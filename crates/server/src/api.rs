//! JSON API.
//!
//! - `POST /v1/applications` validates synchronously and quotes in a detached task
//! - `POST /v1/quotes/{quote_id}/bind` binds a recorded quote with a payment plan

use std::sync::Arc;

use axum::{
    extract::{Path, Query, State},
    http::StatusCode,
    response::{IntoResponse, Response},
    routing::post,
    Json, Router,
};
use serde::{Deserialize, Serialize};
use tracing::{error, info, warn};
use uuid::Uuid;

use coverquote_core::{
    Application, ApplicationPayload, BindService, InterfaceError, PaymentPlanId,
    QuoteOrchestrator, QuoteId,
};
use coverquote_db::repositories::SqlApplicationStore;

#[derive(Clone)]
pub struct ApiState {
    pub orchestrator: QuoteOrchestrator,
    pub binds: BindService,
    pub applications: Arc<SqlApplicationStore>,
}

#[derive(Debug, Default, Deserialize)]
pub struct SubmitQuery {
    /// Comma-separated insurer slugs to restrict quoting to.
    pub insurers: Option<String>,
}

impl SubmitQuery {
    fn requested_insurers(&self) -> Option<Vec<String>> {
        let slugs: Vec<String> = self
            .insurers
            .as_deref()?
            .split(',')
            .map(str::trim)
            .filter(|slug| !slug.is_empty())
            .map(str::to_owned)
            .collect();
        (!slugs.is_empty()).then_some(slugs)
    }
}

#[derive(Debug, Serialize, Deserialize)]
pub struct SubmitResponse {
    pub token: String,
    pub application_id: u64,
    pub correlation_id: String,
}

#[derive(Debug, Deserialize)]
pub struct BindRequest {
    pub payment_plan_id: u64,
}

#[derive(Debug, Serialize, Deserialize)]
pub struct BindResponse {
    pub result: String,
}

#[derive(Debug, Serialize, Deserialize)]
pub struct ErrorBody {
    pub error: String,
    pub correlation_id: String,
}

pub struct ApiError(pub InterfaceError);

impl IntoResponse for ApiError {
    fn into_response(self) -> Response {
        let status = match &self.0 {
            InterfaceError::BadRequest { .. } => StatusCode::BAD_REQUEST,
            InterfaceError::Conflict { .. } => StatusCode::CONFLICT,
            InterfaceError::ServiceUnavailable { .. } => StatusCode::SERVICE_UNAVAILABLE,
            InterfaceError::Internal { .. } => StatusCode::INTERNAL_SERVER_ERROR,
        };
        if status.is_server_error() {
            error!(
                event_name = "api.request.failed",
                correlation_id = %self.0.correlation_id(),
                status = status.as_u16(),
                error = %self.0,
                "request failed"
            );
        } else {
            info!(
                event_name = "api.request.rejected",
                correlation_id = %self.0.correlation_id(),
                status = status.as_u16(),
                error = %self.0,
                "request rejected"
            );
        }

        let body = ErrorBody {
            error: self.0.user_message(),
            correlation_id: self.0.correlation_id().to_owned(),
        };
        (status, Json(body)).into_response()
    }
}

pub fn router(state: ApiState) -> Router {
    Router::new()
        .route("/v1/applications", post(submit_application))
        .route("/v1/quotes/{quote_id}/bind", post(bind_quote))
        .with_state(state)
}

pub async fn submit_application(
    State(state): State<ApiState>,
    Query(query): Query<SubmitQuery>,
    Json(payload): Json<ApplicationPayload>,
) -> Result<(StatusCode, Json<SubmitResponse>), ApiError> {
    let mut app = state.orchestrator.load(payload);
    let correlation_id = app.correlation_id.clone();
    let requested = query.requested_insurers();

    state
        .orchestrator
        .validate(&mut app, requested.as_deref())
        .await
        .map_err(|error| ApiError(error.into_interface(&correlation_id)))?;

    if !app.test {
        if let Err(error) = state.applications.register(app.id, app.agency_location_id).await {
            warn!(
                event_name = "api.application.register_failed",
                correlation_id = %correlation_id,
                application_id = %app.id,
                error = %error,
                "could not register application row; state transitions will be skipped"
            );
        }
    }

    let response = SubmitResponse {
        token: Uuid::new_v4().to_string(),
        application_id: app.id.0,
        correlation_id,
    };
    tokio::spawn(quote_in_background(state.orchestrator.clone(), app));

    Ok((StatusCode::ACCEPTED, Json(response)))
}

async fn quote_in_background(orchestrator: QuoteOrchestrator, app: Application) {
    let result = if app.test {
        orchestrator.run_test(&app).await
    } else {
        orchestrator.run_quotes(&app).await
    };
    match result {
        Ok(report) => info!(
            event_name = "api.quoting.finished",
            correlation_id = %app.correlation_id,
            application_id = %app.id,
            outcomes = report.outcomes.len(),
            state = report.state.as_str(),
            "background quoting finished"
        ),
        Err(error) => warn!(
            event_name = "api.quoting.failed",
            correlation_id = %app.correlation_id,
            application_id = %app.id,
            error = %error,
            "background quoting produced no quotes"
        ),
    }
}

pub async fn bind_quote(
    State(state): State<ApiState>,
    Path(quote_id): Path<u64>,
    Json(body): Json<BindRequest>,
) -> Result<Json<BindResponse>, ApiError> {
    let correlation_id = Uuid::new_v4().to_string();
    let interface =
        |error: coverquote_core::EngineError| ApiError(error.into_interface(&correlation_id));

    let bind = state
        .binds
        .load_quote_for_bind(QuoteId(quote_id), PaymentPlanId(body.payment_plan_id))
        .await
        .map_err(interface)?;
    let decision = state.binds.bind(&bind).await.map_err(interface)?;

    Ok(Json(BindResponse { result: decision.as_str().to_owned() }))
}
######
Return solely the number of lines in the data that include the word "PaymentPlanId".

2